*What you need to do*. Go through the entries and copy every one exactly.

━━━ Data to use ━━━

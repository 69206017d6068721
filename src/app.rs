use tokio::sync::RwLock;

use crate::classifier::gemini::GeminiClient;
use crate::classifier::{ClassifierAdapter, LabelService};
use crate::config::AppConfig;
use crate::error::Result;
use crate::organizer::FileOrganizer;
use crate::queue::FileQueue;

/// Everything a run needs, built once from the configuration and passed
/// explicitly to each stage.
pub struct AppState {
    pub config: AppConfig,
    pub classifier: ClassifierAdapter,
    pub organizer: FileOrganizer,
    pub file_queue: RwLock<FileQueue>,
}

impl AppState {
    /// Build the state with the Gemini-backed classifier. Fails with a setup
    /// error when no credential is configured.
    pub fn new(config: AppConfig) -> Result<Self> {
        let client = GeminiClient::new(&config.classifier, config.api_key()?)?;
        Ok(Self::with_service(config, Box::new(client)))
    }

    pub fn with_service(config: AppConfig, service: Box<dyn LabelService>) -> Self {
        let classifier = ClassifierAdapter::new(service, config.classifier.max_image_bytes);
        let organizer = FileOrganizer::new(&config.output);

        Self {
            config,
            classifier,
            organizer,
            file_queue: RwLock::new(FileQueue::new()),
        }
    }
}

━━━

*Finished task*.
repository 69206017d6068721
filename src/app.rs
use tokio::sync::RwLock;

use crate::classifier::gemini::GeminiClient;
use crate::classifier::{ClassifierAdapter, LabelService};
use crate::config::AppConfig;
use crate::error::Result;
use crate::organizer::FileOrganizer;
use crate::queue::FileQueue;

/// Everything a run needs, built once from the configuration and passed
/// explicitly to each stage.
pub struct AppState {
    pub config: AppConfig,
    pub classifier: ClassifierAdapter,
    pub organizer: FileOrganizer,
    pub file_queue: RwLock<FileQueue>,
}

impl AppState {
    /// Build the state with the Gemini-backed classifier. Fails with a setup
    /// error when no credential is configured.
    pub fn new(config: AppConfig) -> Result<Self> {
        let client = GeminiClient::new(&config.classifier, config.api_key()?)?;
        Ok(Self::with_service(config, Box::new(client)))
    }

    pub fn with_service(config: AppConfig, service: Box<dyn LabelService>) -> Self {
        let classifier = ClassifierAdapter::new(service, config.classifier.max_image_bytes);
        let organizer = FileOrganizer::new(&config.output);

        Self {
            config,
            classifier,
            organizer,
            file_queue: RwLock::new(FileQueue::new()),
        }
    }
}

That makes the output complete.